If developers, QA and testers aren't all on the same level, vulnerabilities multiply. A developer may want to use one small feature of a large framework for his application, Hoffman postulated. So the developer has "brought this giant monster into the application for this mall part of functionality, but the developer forgets to turn off the other features," he said.
If that application is sent off to QA as is, QA may have no idea that these extra features are there. Testers ignore these extra features because they don't know they're there, then the application is released with a whole set of functions that haven't been tested by anyone, Hoffman said. Hackers discover these holes and exploit them.

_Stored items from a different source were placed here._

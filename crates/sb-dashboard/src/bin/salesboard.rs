#![forbid(unsafe_code)]

use std::fs;
use std::path::PathBuf;
use std::process::ExitCode;

use clap::{Parser, ValueEnum};
use sb_dashboard::{DashboardConfig, InvalidOverride, assemble, load_workbook, render_text};
use sb_rank::{SortOrder, View};
use sb_runtime::{RuntimeMode, init_tracing};
use tracing::{info, warn};

#[derive(Debug, Clone, Copy, PartialEq, Eq, ValueEnum)]
enum OutputFormat {
    Text,
    Json,
}

#[derive(Parser)]
#[command(name = "salesboard")]
#[command(about = "Summarize a sales workbook into ranked dashboard panels")]
#[command(version)]
struct Cli {
    #[arg(help = "Workbook JSON file, sheet CSV file, or directory of sheet CSVs")]
    input: PathBuf,
    #[arg(long, value_name = "PATH", help = "JSON dashboard config")]
    config: Option<PathBuf>,
    #[arg(long, short, value_enum, default_value = "text", help = "Output format")]
    format: OutputFormat,
    #[arg(long, allow_negative_numbers = true, help = "Rows per ranked view")]
    limit: Option<i64>,
    #[arg(long, help = "View for every panel and the chart: top, bottom or all")]
    view: Option<View>,
    #[arg(long, help = "Sort order for every panel: asc or desc")]
    order: Option<SortOrder>,
    #[arg(long, help = "Fail when any field fell back to its default")]
    strict: bool,
    #[arg(long, value_name = "LEVEL", help = "Log level when RUST_LOG is unset")]
    log_level: Option<String>,
    #[arg(long, value_name = "DIR", help = "Also write each ranked panel as <dataset>.csv")]
    csv_dir: Option<PathBuf>,
}

fn main() -> ExitCode {
    match run(Cli::parse()) {
        Ok(()) => ExitCode::SUCCESS,
        Err(error) => {
            eprintln!("salesboard error: {error}");
            ExitCode::from(2)
        }
    }
}

fn build_config(
    cli: &Cli,
) -> Result<(DashboardConfig, Vec<InvalidOverride>), Box<dyn std::error::Error>> {
    let mut config = match &cli.config {
        Some(path) => DashboardConfig::from_path(path)?,
        None => DashboardConfig::default(),
    };
    let rejected = config.apply_overrides(|key| std::env::var(key).ok());

    if let Some(limit) = cli.limit {
        config.limit = limit;
    }
    match (cli.view, cli.order) {
        (Some(view), order) => config.set_view(view, order),
        (None, Some(order)) => config.set_order(order),
        (None, None) => {}
    }
    if cli.strict {
        config.mode = RuntimeMode::Strict;
    }
    if let Some(level) = &cli.log_level {
        config.log_level.clone_from(level);
    }
    Ok((config, rejected))
}

fn run(cli: Cli) -> Result<(), Box<dyn std::error::Error>> {
    let (config, rejected) = build_config(&cli)?;
    init_tracing(&config.log_level);
    for invalid in &rejected {
        warn!(key = invalid.key, value = %invalid.value, "{invalid}");
    }

    let workbook = load_workbook(&cli.input, &config)?;
    let report = assemble(&workbook, &config)?;

    if let Some(dir) = &cli.csv_dir {
        fs::create_dir_all(dir)?;
        for panel in &report.panels {
            let path = dir.join(format!("{}.csv", panel.dataset.name()));
            fs::write(&path, panel.ranked_csv()?)?;
            info!(path = %path.display(), "wrote panel csv");
        }
    }

    match cli.format {
        OutputFormat::Text => print!("{}", render_text(&report)),
        OutputFormat::Json => println!("{}", serde_json::to_string_pretty(&report)?),
    }
    Ok(())
}
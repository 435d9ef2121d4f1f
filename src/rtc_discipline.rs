//! Long-window RTC aging discipline.
//!
//! Orthogonal to the main servo: while the PHC is disciplined by GPS, the
//! RTC's own crystal slowly reveals its aging error against it. This module
//! integrates that error over tens of minutes and, when the measurement is
//! quiet enough, writes a one-shot trim to the RTC's aging-offset register
//! so the next holdover starts from a better flywheel.
//!
//! Aging polarity: a positive register delta slows the oscillator, so a
//! measured positive drift (RTC fast) maps to a positive LSB delta. Boards
//! with the opposite response flip the sign in `lsb_delta`.

use anyhow::Result;
use log::{debug, info, warn};
use std::collections::VecDeque;

use crate::config::RtcConfig;
use crate::traits::Rtc;

const NS_PER_SEC: i64 = 1_000_000_000;

#[derive(Debug)]
pub struct RtcDiscipline {
    cfg: RtcConfig,
    samples: VecDeque<f64>,
    prev: Option<(i64, i64)>,
    last_sample_mono_ns: Option<i64>,
    last_adjust_mono_ns: Option<i64>,
}

impl RtcDiscipline {
    pub fn new(cfg: RtcConfig) -> Self {
        let capacity = cfg.capacity;
        RtcDiscipline {
            cfg,
            samples: VecDeque::with_capacity(capacity),
            prev: None,
            last_sample_mono_ns: None,
            last_adjust_mono_ns: None,
        }
    }

    /// Compare RTC and disciplined PHC. Rate-limited to the configured
    /// cadence; a phase step of a second or more between the two wipes the
    /// window.
    pub fn sample(&mut self, rtc_ns: i64, phc_ns: i64, now_mono_ns: i64) {
        if let Some(last) = self.last_sample_mono_ns {
            if now_mono_ns - last < self.cfg.sample_interval_s as i64 * NS_PER_SEC {
                return;
            }
        }
        self.last_sample_mono_ns = Some(now_mono_ns);

        if (rtc_ns - phc_ns).abs() >= NS_PER_SEC {
            warn!(
                "[RTC] step of {:+}s against reference, resetting window",
                (rtc_ns - phc_ns) / NS_PER_SEC
            );
            self.samples.clear();
            self.prev = None;
            return;
        }

        if let Some((prev_rtc, prev_phc)) = self.prev {
            let d_phc = phc_ns - prev_phc;
            if d_phc > 0 {
                let drift_ppm = ((rtc_ns - prev_rtc) - d_phc) as f64 / d_phc as f64 * 1e6;
                if self.samples.len() == self.cfg.capacity {
                    self.samples.pop_front();
                }
                self.samples.push_back(drift_ppm);
                debug!(
                    "[RTC] drift {:+.3} ppm ({} samples)",
                    drift_ppm,
                    self.samples.len()
                );
            }
        }
        self.prev = Some((rtc_ns, phc_ns));
    }

    /// All three gates: enough samples, enough time since the last write,
    /// quiet enough measurement.
    pub fn should_adjust(&self, now_mono_ns: i64) -> bool {
        if self.samples.len() < self.cfg.min_samples {
            return false;
        }
        if let Some(last) = self.last_adjust_mono_ns {
            if now_mono_ns - last < self.cfg.min_adjust_interval_s as i64 * NS_PER_SEC {
                return false;
            }
        }
        self.stddev() < self.cfg.max_drift_stddev_ppm
    }

    /// Quantized register delta for the measured mean drift.
    pub fn lsb_delta(&self) -> i8 {
        let steps = (self.mean() / self.cfg.ppm_per_lsb).round();
        let max = self.cfg.max_lsb_step as f64;
        steps.clamp(-max, max) as i8
    }

    /// Write the trim and reset the window. A saturating add keeps the
    /// register inside its i8 range.
    pub fn apply<R: Rtc>(&mut self, rtc: &mut R, now_mono_ns: i64) -> Result<()> {
        let delta = self.lsb_delta();
        if delta != 0 {
            let current = rtc.read_aging()?;
            let new = current.saturating_add(delta);
            rtc.write_aging(new)?;
            info!(
                "[RTC] aging trim {:+} LSB ({} -> {}), mean drift {:+.2} ppm",
                delta,
                current,
                new,
                self.mean()
            );
        }
        self.samples.clear();
        self.prev = None;
        self.last_adjust_mono_ns = Some(now_mono_ns);
        Ok(())
    }

    pub fn sample_count(&self) -> usize {
        self.samples.len()
    }

    fn mean(&self) -> f64 {
        if self.samples.is_empty() {
            return 0.0;
        }
        self.samples.iter().sum::<f64>() / self.samples.len() as f64
    }

    fn stddev(&self) -> f64 {
        let n = self.samples.len();
        if n < 2 {
            return 0.0;
        }
        let m = self.mean();
        let var = self.samples.iter().map(|x| (x - m) * (x - m)).sum::<f64>() / n as f64;
        var.sqrt()
    }
}

// ============================================================================
// TESTS
// ============================================================================

#[cfg(test)]
mod tests {
    use super::*;
    use crate::traits::MockRtc;
    use mockall::predicate::eq;

    fn discipline() -> RtcDiscipline {
        RtcDiscipline::new(RtcConfig::default())
    }

    /// Push `n` pre-cooked drift samples straight into the window.
    fn seed(d: &mut RtcDiscipline, values: &[f64]) {
        for v in values {
            d.samples.push_back(*v);
        }
    }

    /// Alternating values around `mean` with spread `amp` (stddev == amp).
    fn alternating(n: usize, mean: f64, amp: f64) -> Vec<f64> {
        (0..n)
            .map(|i| if i % 2 == 0 { mean + amp } else { mean - amp })
            .collect()
    }

    #[test]
    fn test_sampling_computes_drift() {
        let mut d = discipline();
        // RTC gains 5 us per 10 s interval: 0.5 ppm.
        for i in 0..10i64 {
            let phc = i * 10 * NS_PER_SEC;
            let rtc = phc + i * 5_000;
            d.sample(rtc, phc, i * 10 * NS_PER_SEC);
        }
        assert_eq!(d.sample_count(), 9);
        assert!((d.mean() - 0.5).abs() < 0.01, "mean {} ppm", d.mean());
    }

    #[test]
    fn test_rate_limiting() {
        let mut d = discipline();
        d.sample(0, 0, 0);
        // 3 s later: ignored, the cadence is 10 s.
        d.sample(3 * NS_PER_SEC, 3 * NS_PER_SEC, 3 * NS_PER_SEC);
        assert_eq!(d.sample_count(), 0);
        assert_eq!(d.prev, Some((0, 0)));
    }

    #[test]
    fn test_threshold_gates() {
        let mut d = discipline();

        // 59 samples: below min_samples regardless of quality.
        seed(&mut d, &alternating(59, 0.5, 0.2));
        assert!(!d.should_adjust(0));

        // The 60th opens the gate (stddev 0.2 < 0.3, no prior adjustment).
        d.samples.push_back(0.5);
        assert!(d.should_adjust(0));
        assert_eq!(d.lsb_delta(), 3, "0.5 ppm / 0.1 ppm per LSB clamps to +3");
    }

    #[test]
    fn test_noisy_window_blocks_adjustment() {
        let mut d = discipline();
        seed(&mut d, &alternating(60, 0.5, 0.6));
        assert!(!d.should_adjust(0), "stddev 0.6 must block the write");
    }

    #[test]
    fn test_adjust_interval_enforced() {
        let mut d = discipline();
        seed(&mut d, &alternating(60, 0.2, 0.1));
        let mut rtc = MockRtc::new();
        rtc.expect_read_aging().returning(|| Ok(0));
        rtc.expect_write_aging().with(eq(2)).returning(|_| Ok(()));
        d.apply(&mut rtc, 0).unwrap();
        assert_eq!(d.sample_count(), 0, "window cleared after write");

        seed(&mut d, &alternating(60, 0.2, 0.1));
        assert!(!d.should_adjust(600 * NS_PER_SEC), "1200 s not yet elapsed");
        assert!(d.should_adjust(1200 * NS_PER_SEC));
    }

    #[test]
    fn test_lsb_clamp_and_sign() {
        let mut d = discipline();
        seed(&mut d, &alternating(60, -1.5, 0.1));
        assert_eq!(d.lsb_delta(), -3, "-15 steps clamps to -3");

        d.samples.clear();
        seed(&mut d, &alternating(60, 0.17, 0.05));
        assert_eq!(d.lsb_delta(), 2, "0.17 ppm rounds to +2 LSB");
    }

    #[test]
    fn test_step_resets_window() {
        let mut d = discipline();
        for i in 0..5i64 {
            let t = i * 10 * NS_PER_SEC;
            d.sample(t, t, t);
        }
        assert!(d.sample_count() > 0);

        // RTC jumps 2 s relative to the reference.
        d.sample(
            52 * NS_PER_SEC,
            50 * NS_PER_SEC,
            50 * NS_PER_SEC,
        );
        assert_eq!(d.sample_count(), 0);
    }

    #[test]
    fn test_apply_writes_saturating_register() {
        let mut d = discipline();
        seed(&mut d, &alternating(60, 0.3, 0.05));
        let mut rtc = MockRtc::new();
        rtc.expect_read_aging().returning(|| Ok(126));
        // 126 + 3 saturates at 127.
        rtc.expect_write_aging().with(eq(127)).returning(|_| Ok(()));
        d.apply(&mut rtc, 0).unwrap();
    }

    #[test]
    fn test_apply_skips_write_for_zero_delta() {
        let mut d = discipline();
        seed(&mut d, &alternating(60, 0.01, 0.005));
        assert_eq!(d.lsb_delta(), 0);
        let mut rtc = MockRtc::new();
        // No expectations: any register access would panic the mock.
        d.apply(&mut rtc, 0).unwrap();
        assert_eq!(d.sample_count(), 0);
    }
}
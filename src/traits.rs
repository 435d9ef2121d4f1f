//! HAL contracts consumed by the core.
//!
//! Each trait is provided by the platform (see `hal/`) and mocked in tests.
//! The core never talks to a device directly.

use anyhow::Result;
use std::net::SocketAddr;
use std::time::Duration;

use crate::ptp::Timestamp;

/// One observed PPS edge, produced by the edge thread.
///
/// `jitter_ns` is the measured latency from the reported edge time to the
/// moment the PHC was read. The UTC second label is NOT part of the edge;
/// the ReferenceBinder derives it from `seq`.
#[derive(Debug, Clone, Copy, PartialEq, Eq)]
pub struct PpsEdge {
    pub seq: u32,
    pub t_mono_ns: i64,
    pub t_phc_ns: i64,
    pub jitter_ns: i64,
}

/// A parsed time-of-day report from the GNSS serial stream.
#[derive(Debug, Clone, Copy, PartialEq, Eq)]
pub struct TodReading {
    pub utc_sec: u64,
    pub fix_quality: u8,
    pub sat_count: u8,
    pub arrival_mono_ns: i64,
}

/// A received PTP datagram with its kernel receive timestamp.
#[derive(Debug, Clone)]
pub struct RecvPacket {
    pub data: Vec<u8>,
    pub src: SocketAddr,
    pub rx_ts_ns: i64,
}

#[cfg_attr(test, mockall::automock)]
pub trait PpsSource {
    /// Block until the next PPS edge or the timeout expires.
    /// `Ok(None)` means timeout; `seq` is monotonic across edges.
    fn wait_edge(&mut self, timeout: Duration) -> Result<Option<PpsEdge>>;
}

#[cfg_attr(test, mockall::automock)]
pub trait TodSource {
    /// Non-blocking poll for the latest parsed ToD report.
    fn try_read(&mut self) -> Result<Option<TodReading>>;
}

#[cfg_attr(test, mockall::automock)]
pub trait Phc {
    fn read(&self) -> Result<i64>;
    fn adjust_frequency(&mut self, ppb: i32) -> Result<()>;
    fn step(&mut self, target: Timestamp) -> Result<()>;
    fn max_freq_ppb(&self) -> i32;
}

#[cfg_attr(test, mockall::automock)]
pub trait Rtc {
    fn read(&mut self) -> Result<Timestamp>;
    fn write(&mut self, t: Timestamp) -> Result<()>;
    fn read_aging(&mut self) -> Result<i8>;
    fn write_aging(&mut self, value: i8) -> Result<()>;
    fn read_temperature(&mut self) -> Option<f32>;
}

#[cfg_attr(test, mockall::automock)]
pub trait PtpNet {
    fn send_event(&mut self, buf: &[u8]) -> Result<()>;
    fn send_general(&mut self, buf: &[u8]) -> Result<()>;
    /// Non-blocking receive across both PTP sockets.
    fn recv(&mut self) -> Result<Option<RecvPacket>>;
    /// Hardware/driver transmit timestamp for an event packet previously
    /// sent with `sequence_id == seq`, if the stack captured one.
    fn tx_timestamp(&mut self, seq: u16) -> Result<Option<i64>>;
}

Those situations can be avoided if security is considered along every step of the software development life cycle (SDLC) and if the various teams are aware of what the others are doing, Hoffman added. "We can talk about tools, but communication and understanding are what's needed," he said.
Hoffman suggests augmenting existing business processes. "You already have a mechanism for QA to talk to developers, for designers to talk to implementers. And when QA is building their test plan, they're already in communication with development," he said.
As for the testing team, Sullivan advised security testers to "stop testing the way a user would test and start testing the way a hacker would test."